= Sequela =

Pathological condition resulting from some disease, injury, or other trauma

A sequela (/sᵻˈkwiːlə/, /sᵻˈkwɛlə/; usually used in the plural, sequelae /-iː/) is a pathological condition resulting from a disease, injury, therapy, or other trauma. Derived from the Latin word meaning "sequel", it is used in the medical field to mean a complication or condition following a prior illness or disease.

A typical sequela is a chronic complication of an acute condition—in other words, a long-term effect of a temporary disease or injury—which follows immediately from the condition. Sequelae differ from late effects, which can appear long after—even several decades after—the original condition has resolved.

In general, non-medical usage, the terms sequela and sequelae mean consequence and consequences.

==Examples and uses==
Chronic kidney disease, for example, is sometimes a sequela of diabetes; "chronic constipation" or more accurately "obstipation" (that is, inability to pass stool or gas) is a sequela to an intestinal obstruction; and neck pain is a common sequela of whiplash or other trauma to the cervical vertebrae. Post-traumatic stress disorder may be a psychological sequela of one or more traumatic events. Sequelae of traumatic brain injury include headache, dizziness, anxiety, apathy, depression, aggression, cognitive impairments, personality changes, mania, and psychosis.

COVID-19 is also known to cause post-acute sequelae, known as long COVID, post-COVID syndrome, or post-acute sequelae of COVID-19 (PASC). This refers to the continuation of COVID-19 symptoms or the development of new ones, four or more weeks after the initial infection; these symptoms may persist for weeks and months. Post-COVID syndrome can occur in individuals who were asymptomatic for COVID, as well as those ranging from mild illness to severe hospitalization. These most commonly reported sequelae include fatigue, shortness of breath, chest pain, loss of smell, and brain fog; symptoms drastically range, from mild illness to severe impairment.

Some conditions may be diagnosed retrospectively from their sequelae. An example is pleurisy.

Other examples of sequelae include those following neurological injury; including aphasia, ataxia, hemi- and quadriplegia, and any number of other changes that may be caused by neurological trauma.

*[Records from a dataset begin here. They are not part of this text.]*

#[cfg(test)]
mod tests {
    use super::*;
    use crate::measure::CharWidthMeasurer;

    fn ctx(measurer: &CharWidthMeasurer) -> LayoutContext<'_> {
        LayoutContext::new(ViewContext::default(), measurer, 0.0)
    }

    #[test]
    fn test_axis_id_display() {
        let id = AxisId::new();
        assert_eq!(id.to_string(), id.as_uuid().to_string());
        assert_ne!(AxisId::new(), id);
    }

    #[test]
    fn test_conversions_require_update() {
        let mut axis = Axis::numerical(AxisType::First).with_range(0.0, 100.0);
        let rect = Rect::new(0.0, 0.0, 200.0, 100.0);

        assert!(axis.plot_info(&DataValue::Number(50.0)).is_none());
        assert!(axis.physical_to_data(100.0, &rect).is_none());

        axis.update();
        assert_eq!(axis.physical_to_data(100.0, &rect), Some(DataValue::Number(50.0)));
    }

    #[test]
    fn test_second_axis_runs_bottom_up() {
        let mut axis = Axis::numerical(AxisType::Second).with_range(0.0, 10.0);
        axis.update();
        let rect = Rect::new(0.0, 0.0, 50.0, 100.0);

        assert_eq!(axis.physical_to_data(100.0, &rect), Some(DataValue::Number(0.0)));
        assert_eq!(axis.physical_to_data(0.0, &rect), Some(DataValue::Number(10.0)));

        axis.set_inverse(true);
        assert_eq!(axis.physical_to_data(0.0, &rect), Some(DataValue::Number(0.0)));
    }

    #[test]
    fn test_categorical_inverse_lookup() {
        let mut axis = Axis::categorical(AxisType::First)
            .with_categories(["a", "b", "c"])
            .with_plot_mode(AxisPlotMode::OnTicks)
            .with_inverse(true);
        axis.update();
        let rect = Rect::new(0.0, 0.0, 100.0, 10.0);

        assert_eq!(axis.physical_to_data(0.0, &rect), Some(DataValue::from("c")));
        assert_eq!(axis.physical_to_data(100.0, &rect), Some(DataValue::from("a")));
        assert_eq!(axis.physical_to_data(45.0, &rect), Some(DataValue::from("b")));
    }

    #[test]
    fn test_labels_follow_ticks() {
        let measurer = CharWidthMeasurer::new();
        let mut axis = Axis::numerical(AxisType::First)
            .with_range(0.0, 100.0)
            .with_major_step(25.0)
            .with_label_format("{}%");
        axis.update();
        axis.measure(Size::new(400.0, 300.0), &ctx(&measurer));

        let contents: Vec<&str> = axis.labels().iter().map(|l| l.content.as_str()).collect();
        assert_eq!(contents, vec!["0%", "25%", "50%", "75%", "100%"]);
        assert_eq!(axis.first_tick().map(|t| t.position), Some(TickPosition::First));
        assert_eq!(axis.last_tick().map(|t| t.position), Some(TickPosition::Last));
        assert!(axis.labels().iter().all(|l| l.desired_size.is_some()));
    }

    #[test]
    fn test_between_ticks_labels_sit_mid_slot() {
        let measurer = CharWidthMeasurer::new();
        let mut axis = Axis::categorical(AxisType::First).with_categories(["a", "b"]);
        axis.update();
        axis.measure(Size::new(400.0, 300.0), &ctx(&measurer));

        assert_eq!(axis.ticks().len(), 3);
        let positions: Vec<f64> = axis.labels().iter().map(|l| l.normalized_position).collect();
        assert_eq!(positions, vec![0.25, 0.75]);
        assert_eq!(axis.ticks()[2].label, None);
    }

    #[test]
    fn test_label_interval_and_hidden_last_label() {
        let measurer = CharWidthMeasurer::new();
        let mut axis = Axis::numerical(AxisType::First)
            .with_range(0.0, 4.0)
            .with_major_step(1.0)
            .with_last_label_visibility(AxisLastLabelVisibility::Hidden);
        axis.set_label_interval(2).unwrap();
        axis.update();
        axis.measure(Size::new(400.0, 300.0), &ctx(&measurer));

        let contents: Vec<&str> = axis.labels().iter().map(|l| l.content.as_str()).collect();
        assert_eq!(contents, vec!["0", "2", "4"]);
        assert!(!axis.labels()[2].is_visible);
    }

    #[test]
    fn test_measure_is_cached_per_size() {
        let measurer = CharWidthMeasurer::new();
        let context = ctx(&measurer);
        let mut axis = Axis::numerical(AxisType::First).with_range(0.0, 10.0);
        axis.update();

        assert!(axis.measure(Size::new(200.0, 100.0), &context));
        assert!(!axis.measure(Size::new(200.0, 100.0), &context));
        assert!(axis.measure(Size::new(150.0, 100.0), &context));

        axis.on_zoom_changed();
        assert!(axis.measure(Size::new(150.0, 100.0), &context));
    }

    #[test]
    fn test_invisible_axis_has_no_size() {
        let measurer = CharWidthMeasurer::new();
        let mut axis = Axis::numerical(AxisType::First).with_range(0.0, 10.0);
        axis.set_visible(false);
        axis.update();

        assert!(!axis.measure(Size::new(200.0, 100.0), &ctx(&measurer)));
        assert_eq!(axis.desired_size(), Size::EMPTY);
    }

    #[test]
    fn test_setters_validate() {
        let mut axis = Axis::numerical(AxisType::First);
        assert!(matches!(axis.set_major_tick_length(-1.0), Err(ChartError::InvalidSetting(_))));
        assert!(matches!(axis.set_label_interval(0), Err(ChartError::InvalidSetting(_))));
        assert!(matches!(axis.set_categories(vec![]), Err(ChartError::InvalidSetting(_))));
        assert!(matches!(axis.set_range(Some(5.0), Some(1.0)), Err(ChartError::InvalidSetting(_))));
        assert_eq!(axis.set_tick_thickness(2.0).unwrap(), InvalidateFlags::INVALIDATE_AXES);
        assert_eq!(axis.set_inverse(true), InvalidateFlags::ALL);
    }

    #[test]
    fn test_desired_tick_count() {
        let measurer = CharWidthMeasurer::new();
        let mut axis = Axis::numerical(AxisType::First)
            .with_range(0.0, 100.0)
            .with_desired_tick_count(3);
        axis.update();
        axis.measure(Size::new(400.0, 300.0), &ctx(&measurer));
        assert_eq!(axis.ticks().len(), 3);

        assert!(matches!(axis.set_desired_tick_count(Some(1)), Err(ChartError::InvalidSetting(_))));
        assert_eq!(axis.set_desired_tick_count(Some(11)).unwrap(), InvalidateFlags::ALL);
        axis.reset();
        axis.update();
        axis.measure(Size::new(400.0, 300.0), &ctx(&measurer));
        assert_eq!(axis.ticks().len(), 11);

        let mut categories = Axis::categorical(AxisType::First);
        assert!(categories.set_desired_tick_count(Some(4)).is_err());
    }

    #[test]
    fn test_dense_user_step_is_bounded() {
        let measurer = CharWidthMeasurer::new();
        let mut axis = Axis::numerical(AxisType::First)
            .with_range(0.0, 1_000_000.0)
            .with_major_step(1.0);
        axis.update();
        axis.measure(Size::new(400.0, 300.0), &ctx(&measurer));

        assert!(axis.ticks().len() <= MAX_MAJOR_TICKS + 1);
        assert!(axis.labels().len() <= axis.ticks().len());
    }

    #[test]
    fn test_radial_angles() {
        let mut axis = Axis::radial_categorical().with_categories(["n", "e", "s", "w"]);
        assert!(axis.is_radial());
        assert!(axis.value_angle(&DataValue::from("s")).is_none());

        axis.update();
        assert_eq!(axis.value_angle(&DataValue::from("s")), Some(180.0));
        assert_eq!(axis.angle_to_data(265.0), Some(DataValue::from("w")));
    }
}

Note that these pathologies can be related to both physical and chemical traumas, as both can cause lingering neuronal damage.

The phrase status post, abbreviated in writing as s/p, is used to discuss sequelae with reference to their cause. Clinicians typically use the phrase to refer to acute traumatic conditions. For example: "the patient had neck pain status post a motor vehicle accident".

Rheumatic fever is a non-suppurative sequela of a primary infection of group A Streptococcus bacteria. Glomerulonephritis can also be a non-suppurative sequela of Streptococcus pyogenes.